2. Finer GIS and spatial resolution

Instead of forecasting only by broad sample area, a real implementation could use a much finer GIS grid, for example a 100 x 100 meter lattice. That would reveal hot corridors, transport routes, venue clusters, and recurring micro-locations.

  • grid-based aggregation instead of area-only aggregation
  • street-network, transport-node, and land-use context
  • clearer separation between corridor effects and broad area averages

3. Live APIs and refreshed predictions

A fuller application could communicate with weather services through APIs and use live weather feeds when computing each new hourly forecast. In an operational ecosystem, it could also ingest carefully governed aggregated incident counts and refresh predictions automatically.

  • live weather API integration
  • aggregated incident feeds with privacy and governance controls
  • hourly refresh cycles for every area and forecast step

4. Interactive product layer

The interactive map is useful because it makes assumptions visible. A stronger version would keep the heatmap, hourly slider, numerical forecast, and risk-score overlay, but drive them from a validated model with uncertainty estimates and visible audit trails.

Users should be able to inspect each area hour by hour, read why a signal changed, and see when the model is uncertain enough that no action should be taken.

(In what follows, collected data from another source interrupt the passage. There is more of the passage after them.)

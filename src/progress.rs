//! Progress reporting utilities using indicatif.
//!
//! The finder reports through the [`ProgressCallback`] trait; [`Progress`]
//! renders those events as terminal progress bars on stderr.

use std::sync::Mutex;
use std::time::Duration;

use indicatif::{MultiProgress, ProgressBar, ProgressStyle};

/// Progress callback for the scan phases.
///
/// Phases are reported by name: `"listing"`, `"fingerprint"` and
/// `"compare"`. Implementations must be safe to call from worker threads.
pub trait ProgressCallback: Send + Sync {
    /// Called when a phase starts.
    ///
    /// # Arguments
    ///
    /// * `phase` - Name of the phase
    /// * `total` - Number of work items in the phase (0 if unknown)
    fn on_phase_start(&self, phase: &str, total: usize);

    /// Called for each completed work item.
    ///
    /// # Arguments
    ///
    /// * `current` - Number of items completed so far (1-based)
    /// * `name` - File name of the item just completed
    fn on_progress(&self, current: usize, name: &str);

    /// Called when a phase completes.
    fn on_phase_end(&self, phase: &str);
}

/// Progress reporter using indicatif.
pub struct Progress {
    multi: MultiProgress,
    listing: Mutex<Option<ProgressBar>>,
    fingerprint: Mutex<Option<ProgressBar>>,
    compare: Mutex<Option<ProgressBar>>,
    quiet: bool,
}

impl Progress {
    /// Create a new progress reporter.
    ///
    /// # Arguments
    ///
    /// * `quiet` - If true, no progress bars will be displayed.
    ///
    /// # Examples
    ///
    /// ```
    /// use neardupe::progress::Progress;
    ///
    /// let progress = Progress::new(false);
    /// ```
    #[must_use]
    pub fn new(quiet: bool) -> Self {
        Self {
            multi: MultiProgress::new(),
            listing: Mutex::new(None),
            fingerprint: Mutex::new(None),
            compare: Mutex::new(None),
            quiet,
        }
    }

    fn spinner_style() -> ProgressStyle {
        ProgressStyle::with_template("{spinner:.green} {msg} [{elapsed_precise}]")
            .unwrap_or_else(|_| ProgressStyle::default_spinner())
            .tick_chars("⠁⠂⠄⡀⢀⠠⠐⠈ ")
    }

    fn bar_style(color: &str) -> ProgressStyle {
        let template = format!(
            "[{{elapsed_precise}}] [{{bar:40.{color}/blue}}] {{pos}}/{{len}} ({{percent}}%) {{msg}} (ETA: {{eta}})"
        );
        ProgressStyle::with_template(&template)
            .unwrap_or_else(|_| ProgressStyle::default_bar())
            .progress_chars("█>-")
    }

    fn slot(&self, phase: &str) -> Option<&Mutex<Option<ProgressBar>>> {
        match phase {
            "listing" => Some(&self.listing),
            "fingerprint" => Some(&self.fingerprint),
            "compare" => Some(&self.compare),
            _ => None,
        }
    }
}

impl ProgressCallback for Progress {
    fn on_phase_start(&self, phase: &str, total: usize) {
        if self.quiet {
            return;
        }

        let pb = match phase {
            "listing" => {
                let pb = self.multi.add(ProgressBar::new_spinner());
                pb.set_style(Self::spinner_style());
                pb.set_message("Listing directory");
                pb.enable_steady_tick(Duration::from_millis(100));
                pb
            }
            "fingerprint" => {
                let pb = self.multi.add(ProgressBar::new(total as u64));
                pb.set_style(Self::bar_style("cyan"));
                pb.set_message("Fingerprinting");
                pb
            }
            "compare" => {
                let pb = self.multi.add(ProgressBar::new(total as u64));
                pb.set_style(Self::bar_style("green"));
                pb.set_message("Comparing");
                pb
            }
            other => {
                log::trace!("Ignoring unknown progress phase '{other}'");
                return;
            }
        };

        if let Some(Ok(mut slot)) = self.slot(phase).map(Mutex::lock) {
            *slot = Some(pb);
        }
    }

    fn on_progress(&self, current: usize, name: &str) {
        if self.quiet {
            return;
        }

        for slot in [&self.compare, &self.fingerprint] {
            if let Ok(guard) = slot.lock() {
                if let Some(ref pb) = *guard {
                    pb.set_position(current as u64);
                    pb.set_message(truncate_name(name, 30));
                    return;
                }
            }
        }
    }

    fn on_phase_end(&self, phase: &str) {
        if self.quiet {
            return;
        }

        let message = match phase {
            "listing" => "Listing complete",
            "fingerprint" => "Fingerprinting complete",
            "compare" => "Comparison complete",
            _ => return,
        };
        if let Some(Ok(mut slot)) = self.slot(phase).map(Mutex::lock) {
            if let Some(pb) = slot.take() {
                pb.finish_with_message(message);
            }
        }
    }
}

/// Shorten a file name for display in the progress bar.
fn truncate_name(name: &str, max_chars: usize) -> String {
    let count = name.chars().count();
    if count <= max_chars {
        return name.to_string();
    }
    let tail: String = name.chars().skip(count + 3 - max_chars).collect();
    format!("...{tail}")
}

5. Scalable service concept

The same logic could be scaled from a small pilot to a larger regional service, but only if the data pipeline, monitoring, governance, and public accountability mechanisms scale with it.

A reusable plugin could embed the forecast map into a local website or internal dashboard, but the model should remain auditable rather than becoming a hidden score generator.

6. Operating model and governance

Any real deployment would need a clear ownership model, data-sharing rules, validation cadence, appeal process, and shutdown criteria. The system should define who is allowed to act on a forecast and what evidence is required before a recommendation changes patrol behavior.

Without those safeguards, a forecasting interface can convert uncertain data into confident-looking recommendations and create harmful feedback loops.